- Task statement -
The line containing "ts.space().push(op.token()).space();" marks the end; copy exactly all lines from the start of the material up to and including it.

---------- Data to use

impl Expr {
    /// Render against the default dialect.
    pub fn to_tokens(&self) -> TokenStream {
        self.to_tokens_for_dialect(Dialect::default())
    }

    pub fn to_tokens_for_dialect(&self, dialect: Dialect) -> TokenStream {
        let mut ts = TokenStream::new();

        match self {
            Expr::Column { table, column } => {
                if let Some(t) = table {
                    ts.push(Token::Ident(t.clone()));
                    ts.push(Token::Dot);
                }
                ts.push(Token::Ident(column.clone()));
            }

            // Unbound fields render unqualified; single-table scopes never bind.
            Expr::Field { column, .. } => {
                ts.push(Token::Ident(column.clone()));
            }

            Expr::Literal(lit) => {
                ts.push(match lit {
                    Literal::Int(n) => Token::LitInt(*n),
                    Literal::Float(f) => Token::LitFloat(*f),
                    Literal::String(s) => Token::LitString(s.clone()),
                    Literal::Bool(b) => Token::LitBool(*b),
                    Literal::Null => Token::LitNull,
                });
            }

            Expr::BinaryOp { left, op, right } => {
                emit_operand(&mut ts, left, *op, false, dialect);
                ts.space().push(op.token()).space();
                emit_operand(&mut ts, right, *op, true, dialect);
            }

            Expr::Function {
                name,
                args,
                distinct,
            } => {
                ts.push(Token::FunctionName(name.clone()));
                ts.lparen();
                if *distinct {
                    ts.push(Token::Distinct).space();
                }
                emit_list(&mut ts, args, dialect);
                ts.rparen();
            }

            Expr::In {
                expr,
                values,
                negated,
            } => {
                // `IN ()` is not valid SQL; an empty key list matches nothing.
                if values.is_empty() {
                    ts.push(if *negated { Token::True } else { Token::False });
                } else {
                    ts.append(&expr.to_tokens_for_dialect(dialect));
                    if *negated {
                        ts.space().push(Token::Not);
                    }
                    ts.space().push(Token::In).space().lparen();
                    emit_list(&mut ts, values, dialect);
                    ts.rparen();
                }
            }

            Expr::IsNull { expr, negated } => {
                let test = if *negated { Token::IsNotNull } else { Token::IsNull };
                ts.append(&expr.to_tokens_for_dialect(dialect)).space().push(test);
            }

            Expr::Star { table } => {
                if let Some(t) = table {
                    ts.push(Token::Ident(t.clone())).push(Token::Dot);
                }
                ts.push(Token::Star);
            }
        }

        ts
    }

    /// Rewrite every [`Expr::Field`] into a table-qualified column.
    ///
    /// `resolve` maps a relation node to the alias it received in the join
    /// tree. A node it cannot resolve is reported as [`UnboundNode`].
    pub fn bind<F>(&self, resolve: &F) -> Result<Expr, UnboundNode>
    where
        F: Fn(NodeId) -> Option<String>,
    {
        let bind_box = |e: &Expr| -> Result<Box<Expr>, UnboundNode> { Ok(Box::new(e.bind(resolve)?)) };

        Ok(match self {
            Expr::Field { node, column } => match resolve(*node) {
                Some(alias) => Expr::Column {
                    table: Some(alias),
                    column: column.clone(),
                },
                None => {
                    return Err(UnboundNode {
                        node: *node,
                        column: column.clone(),
                    })
                }
            },
            Expr::Column { .. } | Expr::Literal(_) | Expr::Star { .. } => self.clone(),
            Expr::BinaryOp { left, op, right } => Expr::BinaryOp {
                left: bind_box(left)?,
                op: *op,
                right: bind_box(right)?,
            },
            Expr::Function {
                name,
                args,
                distinct,
            } => Expr::Function {
                name: name.clone(),
                args: args
                    .iter()
                    .map(|a| a.bind(resolve))
                    .collect::<Result<_, _>>()?,
                distinct: *distinct,
            },
            Expr::In {
                expr,
                values,
                negated,
            } => Expr::In {
                expr: bind_box(expr)?,
                values: values
                    .iter()
                    .map(|v| v.bind(resolve))
                    .collect::<Result<_, _>>()?,
                negated: *negated,
            },
            Expr::IsNull { expr, negated } => Expr::IsNull {
                expr: bind_box(expr)?,
                negated: *negated,
            },
        })
    }

    /// Relation nodes referenced by this expression.
    pub fn nodes(&self) -> BTreeSet<NodeId> {
        let mut out = BTreeSet::new();
        self.collect_nodes(&mut out);
        out
    }

    fn collect_nodes(&self, out: &mut BTreeSet<NodeId>) {
        match self {
            Expr::Field { node, .. } => {
                out.insert(*node);
            }
            Expr::Column { .. } | Expr::Literal(_) | Expr::Star { .. } => {}
            Expr::BinaryOp { left, right, .. } => {
                left.collect_nodes(out);
                right.collect_nodes(out);
            }
            Expr::IsNull { expr, .. } => expr.collect_nodes(out),
            Expr::Function { args, .. } => args.iter().for_each(|a| a.collect_nodes(out)),
            Expr::In { expr, values, .. } => {
                expr.collect_nodes(out);
                values.iter().for_each(|v| v.collect_nodes(out));
            }
        }
    }

    /// AND together a list of predicates. `None` when the list is empty.
    pub fn conjoin(predicates: impl IntoIterator<Item = Expr>) -> Option<Expr> {
        predicates.into_iter().reduce(|acc, p| acc.and(p))
    }
}

fn emit_list(ts: &mut TokenStream, items: &[Expr], dialect: Dialect) {
    for (i, item) in items.iter().enumerate() {
        if i > 0 {
            ts.comma().space();
        }
        ts.append(&item.to_tokens_for_dialect(dialect));
    }
}

/// `a - (b - c)` and `a / (b / c)` keep their parentheses on the right.
fn emit_operand(ts: &mut TokenStream, operand: &Expr, parent: BinaryOperator, right: bool, dialect: Dialect) {
    let non_associative = right && matches!(parent, BinaryOperator::Minus | BinaryOperator::Div);
    let weaker = matches!(
        operand,
        Expr::BinaryOp { op, .. }
            if op.precedence() < parent.precedence()
                || (non_associative && op.precedence() == parent.precedence())
    );
    if weaker {
        ts.lparen();
    }
    ts.append(&operand.to_tokens_for_dialect(dialect));
    if weaker {
        ts.rparen();
    }
}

--------------------

- Response box -
impl Expr {
    /// Render against the default dialect.
    pub fn to_tokens(&self) -> TokenStream {
        self.to_tokens_for_dialect(Dialect::default())
    }

    pub fn to_tokens_for_dialect(&self, dialect: Dialect) -> TokenStream {
        let mut ts = TokenStream::new();

        match self {
            Expr::Column { table, column } => {
                if let Some(t) = table {
                    ts.push(Token::Ident(t.clone()));
                    ts.push(Token::Dot);
                }
                ts.push(Token::Ident(column.clone()));
            }

            // Unbound fields render unqualified; single-table scopes never bind.
            Expr::Field { column, .. } => {
                ts.push(Token::Ident(column.clone()));
            }

            Expr::Literal(lit) => {
                ts.push(match lit {
                    Literal::Int(n) => Token::LitInt(*n),
                    Literal::Float(f) => Token::LitFloat(*f),
                    Literal::String(s) => Token::LitString(s.clone()),
                    Literal::Bool(b) => Token::LitBool(*b),
                    Literal::Null => Token::LitNull,
                });
            }

            Expr::BinaryOp { left, op, right } => {
                emit_operand(&mut ts, left, *op, false, dialect);
                ts.space().push(op.token()).space();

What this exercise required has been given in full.